WikiNet — An Experiment in Recurrent Graph Neural Networks

By Alexander Hurtado + Aditya Iswara as part of the Stanford CS224W course project (Fall 2021)

Published in

Stanford CS224W GraphML Tutorials

8 min readJan 13, 2022

Introduction

In this blog post, we discuss our application of modern graph machine learning techniques on the Wikispeedia navigation paths dataset. We tackle the task of predicting a player’s target Wikipedia page given the path of their previously visited pages.

A similar problem has been tackled before by West & Leskovec without the use of Graph Neural Networks [1]. It was also tackled by Cordonnier & Loukas using a Graph Convolutional Network with a non-backtracking random walk on the Wikispeedia graph (GitHub link) [2]. Our techniques are distinct from both papers and show some promising results.

You can find our processed dataset on GitHub and run our model on Colab.

Data + Problem Statement

Our data comes from Stanford Network Analysis Project’s (SNAP) dataset collection. The dataset captures navigation paths on the Wikipedia hyperlink network as collected by humans playing Wikispeedia. Wikispeedia, for the uninitiated, is a version of the game known more generally as Wikiracing. The rules of the game are simple — players compete in a race to navigate from a source article on Wikipedia to a set target article by traversing the hyperlinks connecting one page to another.

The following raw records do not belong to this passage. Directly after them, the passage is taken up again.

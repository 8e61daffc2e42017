//! Integration and property test suite for Petal.
//!
//! Exercises the pools through their public APIs and several relay nodes
//! wired together in-process. Shared builders live in [`helpers`].

pub mod helpers;
//! Node configuration.
//!
//! [`NodeConfig`] groups the Dandelion++ timing policy, pool limits, and
//! dependent-chain caps. Every field has a default, so an empty source is a
//! valid configuration. [`NodeConfig::load`] layers an optional TOML file
//! under `PETAL_` environment variables (`__` separates nested keys, e.g.
//! `PETAL_DANDELION__FLUFF_PROBABILITY=0`), then validates the result.

use std::collections::HashMap;
use std::path::Path;

use config::{Config, Environment, File, FileFormat};
use petal_core::constants::{
    DEFAULT_AGGREGATION_OUTPUTS, DEFAULT_AGGREGATION_TIME_MS, DEFAULT_BLOCK_SIZE_BUDGET,
    DEFAULT_FLUFF_PROBABILITY, DEFAULT_MAX_MERGED_SIZE, DEFAULT_OUTDATED_RETENTION,
    DEFAULT_SIZE_CORRECTION, DEFAULT_STEM_TIMEOUT_MAX_MS, DEFAULT_STEM_TIMEOUT_MIN_MS,
};
use petal_pool::DependentLimits;
use serde::{Deserialize, Serialize};

use crate::error::ConfigError;

/// Stem relay timing and aggregation policy.
#[derive(Debug, Clone, PartialEq, Eq, Serialize, Deserialize)]
#[serde(default)]
pub struct DandelionConfig {
    /// Lower bound of the randomized embargo after forwarding.
    pub stem_timeout_min_ms: u64,
    /// Upper bound of the randomized embargo after forwarding.
    pub stem_timeout_max_ms: u64,
    /// How long a new stem transaction waits for merge partners. Zero
    /// disables aggregation.
    pub aggregation_time_ms: u64,
    /// Output count at which an aggregating transaction stops merging.
    pub aggregation_outputs: usize,
    /// Chance, out of 65535, that a relay decision fluffs. `u16::MAX`
    /// always fluffs.
    pub fluff_probability: u16,
    /// Cap on the corrected size of a merged transaction.
    pub max_merged_size: u32,
}

impl Default for DandelionConfig {
    fn default() -> Self {
        Self {
            stem_timeout_min_ms: DEFAULT_STEM_TIMEOUT_MIN_MS,
            stem_timeout_max_ms: DEFAULT_STEM_TIMEOUT_MAX_MS,
            aggregation_time_ms: DEFAULT_AGGREGATION_TIME_MS,
            aggregation_outputs: DEFAULT_AGGREGATION_OUTPUTS,
            fluff_probability: DEFAULT_FLUFF_PROBABILITY,
            max_merged_size: DEFAULT_MAX_MERGED_SIZE,
        }
    }
}

impl DandelionConfig {
    pub fn aggregation_enabled(&self) -> bool {
        self.aggregation_time_ms > 0
    }
}

/// Fluff pool limits.
#[derive(Debug, Clone, PartialEq, Eq, Serialize, Deserialize)]
#[serde(default)]
pub struct PoolLimits {
    /// Bytes added to every measured transaction size.
    pub size_correction: u32,
    /// Blocks an outdated transaction is kept before it is purged.
    pub outdated_retention: u64,
    /// Serialized-size budget for block candidate selection.
    pub block_size_budget: u32,
}

impl Default for PoolLimits {
    fn default() -> Self {
        Self {
            size_correction: DEFAULT_SIZE_CORRECTION,
            outdated_retention: DEFAULT_OUTDATED_RETENTION,
            block_size_budget: DEFAULT_BLOCK_SIZE_BUDGET,
        }
    }
}

/// Configuration for one relay node.
#[derive(Debug, Clone, PartialEq, Serialize, Deserialize)]
#[serde(default)]
pub struct NodeConfig {
    pub dandelion: DandelionConfig,
    pub limits: PoolLimits,
    pub dependent: DependentLimits,
    /// Seed for the relay's random decisions. `None` seeds from the OS.
    pub rng_seed: Option<u64>,
    /// Log level filter string (e.g. "info", "petal_node=debug").
    pub log_level: String,
}

impl Default for NodeConfig {
    fn default() -> Self {
        Self {
            dandelion: DandelionConfig::default(),
            limits: PoolLimits::default(),
            dependent: DependentLimits::default(),
            rng_seed: None,
            log_level: "info".to_string(),
        }
    }
}

impl NodeConfig {
    /// Load from an optional TOML file and the process environment.
    pub fn load(path: Option<&Path>) -> Result<Self, ConfigError> {
        Self::load_with_env(path, None)
    }

    /// Like [`load`](Self::load), reading `PETAL_*` variables from `env`
    /// instead of the process environment when given.
    pub fn load_with_env(
        path: Option<&Path>,
        env: Option<HashMap<String, String>>,
    ) -> Result<Self, ConfigError> {
        let mut builder = Config::builder();
        if let Some(path) = path {
            builder = builder.add_source(File::from(path).format(FileFormat::Toml).required(true));
        }
        builder = builder.add_source(
            Environment::with_prefix("PETAL")
                .prefix_separator("_")
                .separator("__")
                .try_parsing(true)
                .source(env),
        );

        let config: Self = builder.build()?.try_deserialize()?;
        config.validate()?;
        Ok(config)
    }

    /// Reject values the relay cannot run with.
    pub fn validate(&self) -> Result<(), ConfigError> {
        let d = &self.dandelion;
        if d.stem_timeout_min_ms > d.stem_timeout_max_ms {
            return Err(ConfigError::invalid(
                "dandelion.stem_timeout_min_ms",
                format!("{} exceeds max {}", d.stem_timeout_min_ms, d.stem_timeout_max_ms),
            ));
        }
        if d.aggregation_enabled() && d.aggregation_outputs == 0 {
            return Err(ConfigError::invalid("dandelion.aggregation_outputs", "must be positive"));
        }
        if d.max_merged_size == 0 {
            return Err(ConfigError::invalid("dandelion.max_merged_size", "must be positive"));
        }
        if self.limits.block_size_budget == 0 {
            return Err(ConfigError::invalid("limits.block_size_budget", "must be positive"));
        }
        if self.dependent.max_depth == 0 {
            return Err(ConfigError::invalid("dependent.max_depth", "must be positive"));
        }
        Ok(())
    }
}
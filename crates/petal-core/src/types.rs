//! Core value types: hashes, height ranges, transactions, and the facts the
//! external validator hands to the pool.
//!
//! The pool never verifies signatures or proofs. Inputs and outputs are
//! opaque commitments; kernels carry the fee, validity window, and metered
//! contract charge of each component.

use serde::{Deserialize, Serialize};
use std::fmt;

use crate::error::TransactionError;

/// Amount in the smallest currency unit.
pub type Amount = u64;

/// Block height.
pub type Height = u64;

/// A 32-byte hash value.
#[derive(
    Serialize, Deserialize, Clone, Copy, Debug, PartialEq, Eq, Hash, PartialOrd, Ord, Default,
    bincode::Encode, bincode::Decode,
)]
pub struct Hash256(pub [u8; 32]);

impl Hash256 {
    /// The zero hash (32 zero bytes).
    pub const ZERO: Self = Self([0u8; 32]);

    /// Return the underlying bytes.
    pub fn as_bytes(&self) -> &[u8; 32] {
        &self.0
    }

    /// Check if this is the zero hash.
    pub fn is_zero(&self) -> bool {
        self.0 == [0u8; 32]
    }

    /// BLAKE3 hash of arbitrary bytes.
    pub fn digest(data: &[u8]) -> Self {
        Self(blake3::hash(data).into())
    }
}

impl fmt::Display for Hash256 {
    fn fmt(&self, f: &mut fmt::Formatter<'_>) -> fmt::Result {
        f.write_str(&hex::encode(self.0))
    }
}

impl From<[u8; 32]> for Hash256 {
    fn from(bytes: [u8; 32]) -> Self {
        Self(bytes)
    }
}

impl AsRef<[u8]> for Hash256 {
    fn as_ref(&self) -> &[u8] {
        &self.0
    }
}

/// Conflict key: identifies the set of outputs a transaction consumes.
///
/// Two transactions with the same key are mutually exclusive.
pub type TxKey = Hash256;

/// Hash of the execution context a dependent transaction was validated on
/// (or produces, once applied).
pub type ContextHash = Hash256;

/// Inclusive range of heights at which a transaction may be mined.
#[derive(
    Serialize, Deserialize, Clone, Copy, Debug, PartialEq, Eq, Hash,
    bincode::Encode, bincode::Decode,
)]
pub struct HeightRange {
    pub min: Height,
    pub max: Height,
}

impl Default for HeightRange {
    fn default() -> Self {
        Self::FULL
    }
}

impl HeightRange {
    /// Every height.
    pub const FULL: Self = Self { min: 0, max: Height::MAX };

    pub fn new(min: Height, max: Height) -> Self {
        Self { min, max }
    }

    /// A range containing no heights.
    pub fn is_empty(&self) -> bool {
        self.min > self.max
    }

    pub fn contains(&self, height: Height) -> bool {
        self.min <= height && height <= self.max
    }

    /// Narrow this range to its overlap with `other`. May become empty.
    pub fn intersect(&mut self, other: &HeightRange) {
        self.min = self.min.max(other.min);
        self.max = self.max.min(other.max);
    }

    /// Overlap of two ranges, without mutating either.
    pub fn intersection(&self, other: &HeightRange) -> HeightRange {
        let mut hr = *self;
        hr.intersect(other);
        hr
    }
}

impl fmt::Display for HeightRange {
    fn fmt(&self, f: &mut fmt::Formatter<'_>) -> fmt::Result {
        write!(f, "[{}, {}]", self.min, self.max)
    }
}

/// A transaction kernel: fee, validity window, and contract charge.
#[derive(
    Serialize, Deserialize, Clone, Debug, PartialEq, Eq, PartialOrd, Ord,
    bincode::Encode, bincode::Decode,
)]
pub struct TxKernel {
    /// Fee paid by this kernel.
    pub fee: Amount,
    /// Lowest height at which the kernel may be mined.
    pub min_height: Height,
    /// Highest height at which the kernel may be mined.
    pub max_height: Height,
    /// Metered contract execution cost (zero for plain transfers).
    pub bvm_charge: u32,
    /// Distinguishes otherwise identical kernels.
    pub nonce: u64,
}

impl TxKernel {
    pub fn height_range(&self) -> HeightRange {
        HeightRange::new(self.min_height, self.max_height)
    }
}

/// An unconfirmed transaction as seen by the pool.
#[derive(
    Serialize, Deserialize, Clone, Debug, PartialEq, Eq,
    bincode::Encode, bincode::Decode,
)]
pub struct Transaction {
    /// Commitments of the outputs this transaction consumes.
    pub inputs: Vec<Hash256>,
    /// Commitments of the outputs this transaction creates.
    pub outputs: Vec<Hash256>,
    /// Kernels; at least one.
    pub kernels: Vec<TxKernel>,
    /// Blinding offset.
    pub offset: Hash256,
}

impl Transaction {
    /// Canonical bincode encoding (standard config).
    pub fn encode(&self) -> Result<Vec<u8>, TransactionError> {
        bincode::encode_to_vec(self, bincode::config::standard())
            .map_err(|e| TransactionError::Serialization(e.to_string()))
    }

    /// Transaction ID: BLAKE3 of the canonical encoding.
    pub fn id(&self) -> Result<Hash256, TransactionError> {
        Ok(Hash256::digest(&self.encode()?))
    }

    /// Serialized size in bytes, without any correction.
    pub fn size_netto(&self) -> Result<usize, TransactionError> {
        Ok(self.encode()?.len())
    }

    /// Conflict key: BLAKE3 over the sorted input commitments.
    ///
    /// Independent of input order, outputs and kernels, so any two
    /// transactions spending the same set of outputs collide.
    pub fn key(&self) -> TxKey {
        let mut inputs = self.inputs.clone();
        inputs.sort_unstable();
        let mut hasher = blake3::Hasher::new();
        for input in &inputs {
            hasher.update(input.as_bytes());
        }
        Hash256(hasher.finalize().into())
    }

    /// Whether the two transactions spend or create any common output.
    pub fn overlaps(&self, other: &Transaction) -> bool {
        self.inputs.iter().any(|i| other.inputs.contains(i))
            || self.outputs.iter().any(|o| other.outputs.contains(o))
    }

    /// Combine two transactions into one carrying both sets of inputs,
    /// outputs and kernels, each sorted.
    ///
    /// Does not check compatibility; see [`overlaps`](Self::overlaps).
    pub fn combine(&self, other: &Transaction) -> Transaction {
        let mut inputs: Vec<Hash256> = self.inputs.iter().chain(&other.inputs).copied().collect();
        let mut outputs: Vec<Hash256> = self.outputs.iter().chain(&other.outputs).copied().collect();
        let mut kernels: Vec<TxKernel> = self.kernels.iter().chain(&other.kernels).cloned().collect();
        inputs.sort_unstable();
        outputs.sort_unstable();
        kernels.sort_unstable();

        let mut offset = [0u8; 64];
        offset[..32].copy_from_slice(self.offset.as_bytes());
        offset[32..].copy_from_slice(other.offset.as_bytes());

        Transaction {
            inputs,
            outputs,
            kernels,
            offset: Hash256::digest(&offset),
        }
    }
}

/// Facts produced by successful context-dependent validation.
#[derive(Serialize, Deserialize, Clone, Copy, Debug, PartialEq, Eq)]
pub struct TxContext {
    /// Total fee across kernels.
    pub fee: Amount,
    /// Heights at which every kernel is valid.
    pub height: HeightRange,
    /// Total metered contract charge.
    pub bvm_charge: u32,
}

impl TxContext {
    /// Summarize the kernels of `tx`: sum fees and charges, intersect ranges.
    pub fn summarize(tx: &Transaction) -> Result<Self, TransactionError> {
        if tx.kernels.is_empty() {
            return Err(TransactionError::NoKernels);
        }

        let mut fee: Amount = 0;
        let mut bvm_charge: u32 = 0;
        let mut height = HeightRange::FULL;
        for kernel in &tx.kernels {
            fee = fee.checked_add(kernel.fee).ok_or(TransactionError::FeeOverflow)?;
            bvm_charge = bvm_charge
                .checked_add(kernel.bvm_charge)
                .ok_or(TransactionError::ChargeOverflow)?;
            height.intersect(&kernel.height_range());
        }

        if height.is_empty() {
            return Err(TransactionError::EmptyHeightRange);
        }

        Ok(Self { fee, height, bvm_charge })
    }
}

So what’s our task? Given the Wikipedia page paths created by thousands of users playing Wikispeedia, can we predict a player’s target article if we know the sequence of pages the user has visited so far? And can we do so using the expressiveness afforded by Graph Neural Networks?

Data Pre-processing

Preparing our dataset for use in graph machine learning required a nontrivial amount of preprocessing. Our first goal was to represent our data as a directed graph with Wikipedia articles as our nodes and the hyperlinks connecting articles as our edges. For this step, we relied on NetworkX, a Python network analysis library, and the previous work of Cordonnier & Loukas [2]. To our benefit, Cordonnier & Loukas had graciously processed and encoded the hyperlink graph structure from the SNAP dataset in a Graph Modeling Language (GML) file which we can easily import into NetworkX.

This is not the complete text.